### Exercise description
If a line in the data holds "FactoryError", copy that line out in full.

### Data to examine
*** Block opens ***

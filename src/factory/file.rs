use crate::container::{Container, DirectoryContainer};
use crate::factory::{ContainerFactory, FactoryError, FactoryResult, ResourceFactory};
use crate::resource::{FileResource, Resource};
use crate::util;
use async_trait::async_trait;
use std::path::PathBuf;

/// Creates a [`FileResource`] from a local path or a `file:` URL.
///
/// The file is opened lazily; a missing file fails on first read.
#[derive(Copy, Clone, Debug, Default)]
pub struct FileResourceFactory;

#[async_trait]
impl ResourceFactory for FileResourceFactory {
    async fn create(&self, url: &str) -> FactoryResult<Box<dyn Resource>> {
        Ok(Box::new(FileResource::new(to_file_path(url)?)))
    }
}

/// Creates a [`DirectoryContainer`] from a local path or a `file:` URL
/// pointing to a directory.
#[derive(Copy, Clone, Debug, Default)]
pub struct DirectoryContainerFactory;

#[async_trait]
impl ContainerFactory for DirectoryContainerFactory {
    async fn create(&self, url: &str) -> FactoryResult<Box<dyn Container>> {
        let path = to_file_path(url)?;
        let metadata = tokio::fs::metadata(&path)
            .await
            .map_err(FactoryError::from_io)?;

        if !metadata.is_dir() {
            return Err(FactoryError::NotAContainer {
                url: url.to_owned(),
            });
        }
        Ok(Box::new(DirectoryContainer::open(path).await?))
    }
}

fn to_file_path(url: &str) -> FactoryResult<PathBuf> {
    util::uri::to_file_path(url).ok_or_else(|| FactoryError::scheme_not_supported(url))
}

*** Block closes ***

### Reply
use crate::factory::{ContainerFactory, FactoryError, FactoryResult, ResourceFactory};
            .map_err(FactoryError::from_io)?;
            return Err(FactoryError::NotAContainer {
    util::uri::to_file_path(url).ok_or_else(|| FactoryError::scheme_not_supported(url))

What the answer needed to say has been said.